◆ Description of the task:
When you reach the line containing "impl CloudSession for", begin copying, and keep copying each line exactly until the listing ends.

..........

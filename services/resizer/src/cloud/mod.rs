use crate::config::Config;
use crate::models::ActivationPolicy;
use async_trait::async_trait;
use auth::{MetadataTokenSource, StaticTokenSource, TokenSource};
use gke::GkeClient;
use log::info;
use reqwest::{Client, RequestBuilder};
use serde_json::Value;
use sql::SqlAdminClient;
use std::sync::Arc;

pub mod auth;
#[cfg(test)]
pub mod fake;
pub mod gke;
pub mod sql;

#[async_trait]
pub trait NodePoolService: Send + Sync {
    async fn set_node_pool_size(&self, node_pool: &str, node_count: i64) -> Result<Value, CloudError>;
}

#[async_trait]
pub trait SqlInstanceService: Send + Sync {
    async fn set_activation_policy(&self, policy: ActivationPolicy) -> Result<Value, CloudError>;
}

/// Resolves credentials once per request and hands back a session holding
/// them.
#[async_trait]
pub trait CloudConnector: Send + Sync {
    async fn connect(&self) -> Result<Box<dyn CloudSession>, CloudError>;
}

/// Authenticated API clients sharing one set of credentials.
pub trait CloudSession: Send + Sync {
    fn node_pools(&self) -> Result<Box<dyn NodePoolService>, CloudError>;
    fn sql_instances(&self) -> Result<Box<dyn SqlInstanceService>, CloudError>;
}

#[derive(Debug, Clone, PartialEq)]
pub enum CloudError {
    Credentials(String),
    ClientBuild(String),
    Transport(String),
    Api { status: u16, body: String },
    InvalidResponse(String),
}

impl std::fmt::Display for CloudError {
    fn fmt(&self, f: &mut std::fmt::Formatter<'_>) -> std::fmt::Result {
        match self {
            CloudError::Credentials(msg) => write!(f, "Credentials unavailable: {}", msg),
            CloudError::ClientBuild(msg) => write!(f, "Client construction failed: {}", msg),
            CloudError::Transport(msg) => write!(f, "Transport error: {}", msg),
            CloudError::Api { status, body } => write!(f, "API returned {}: {}", status, body),
            CloudError::InvalidResponse(msg) => write!(f, "Invalid response: {}", msg),
        }
    }
}

impl std::error::Error for CloudError {}

/// Sends a prepared request and returns the JSON body of a 2xx response.
pub(crate) async fn execute(request: RequestBuilder) -> Result<Value, CloudError> {
    let response = request
        .send()
        .await
        .map_err(|e| CloudError::Transport(e.to_string()))?;

    let status = response.status();
    let body = response
        .text()
        .await
        .map_err(|e| CloudError::Transport(e.to_string()))?;

    if !status.is_success() {
        return Err(CloudError::Api {
            status: status.as_u16(),
            body,
        });
    }

    if body.trim().is_empty() {
        return Ok(Value::Object(Default::default()));
    }

    serde_json::from_str(&body).map_err(|e| CloudError::InvalidResponse(e.to_string()))
}

/// Talks to the GKE and Cloud SQL Admin REST APIs with bearer tokens from a
/// [`TokenSource`].
pub struct GcpConnector {
    http: Client,
    tokens: Arc<dyn TokenSource>,
    config: Arc<Config>,
}

impl GcpConnector {
    pub fn new(http: Client, tokens: Arc<dyn TokenSource>, config: Arc<Config>) -> Self {
        Self {
            http,
            tokens,
            config,
        }
    }

    pub fn from_config(config: Arc<Config>) -> Result<Self, CloudError> {
        let http = Client::builder()
            .build()
            .map_err(|e| CloudError::ClientBuild(e.to_string()))?;

        let tokens: Arc<dyn TokenSource> = match &config.access_token {
            Some(token) => {
                info!("Using static access token from GCP_ACCESS_TOKEN");
                Arc::new(StaticTokenSource::new(token.clone()))
            }
            None => {
                info!("Using metadata server at {} for credentials", config.metadata_host);
                Arc::new(MetadataTokenSource::new(http.clone(), &config.metadata_host))
            }
        };

        Ok(Self::new(http, tokens, config))
    }
}

#[async_trait]
impl CloudConnector for GcpConnector {
    async fn connect(&self) -> Result<Box<dyn CloudSession>, CloudError> {
        let token = self.tokens.access_token().await?;

        Ok(Box::new(GcpSession {
            http: self.http.clone(),
            token,
            config: self.config.clone(),
        }))
    }
}

struct GcpSession {
    http: Client,
    token: String,
    config: Arc<Config>,
}

impl CloudSession for GcpSession {
    fn node_pools(&self) -> Result<Box<dyn NodePoolService>, CloudError> {
        Ok(Box::new(GkeClient::new(
            self.http.clone(),
            self.token.clone(),
            &self.config.container_endpoint,
            self.config.cluster_path(),
        )))
    }

    fn sql_instances(&self) -> Result<Box<dyn SqlInstanceService>, CloudError> {
        Ok(Box::new(SqlAdminClient::new(
            self.http.clone(),
            self.token.clone(),
            &self.config.sqladmin_endpoint,
            &self.config.project_id,
            &self.config.cloud_sql_instance,
        )))
    }
}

..........

◆ Output for this exercise:
impl CloudSession for GcpSession {
    fn node_pools(&self) -> Result<Box<dyn NodePoolService>, CloudError> {
        Ok(Box::new(GkeClient::new(
            self.http.clone(),
            self.token.clone(),
            &self.config.container_endpoint,
            self.config.cluster_path(),
        )))
    }

    fn sql_instances(&self) -> Result<Box<dyn SqlInstanceService>, CloudError> {
        Ok(Box::new(SqlAdminClient::new(
            self.http.clone(),
            self.token.clone(),
            &self.config.sqladmin_endpoint,
            &self.config.project_id,
            &self.config.cloud_sql_instance,
        )))
    }
}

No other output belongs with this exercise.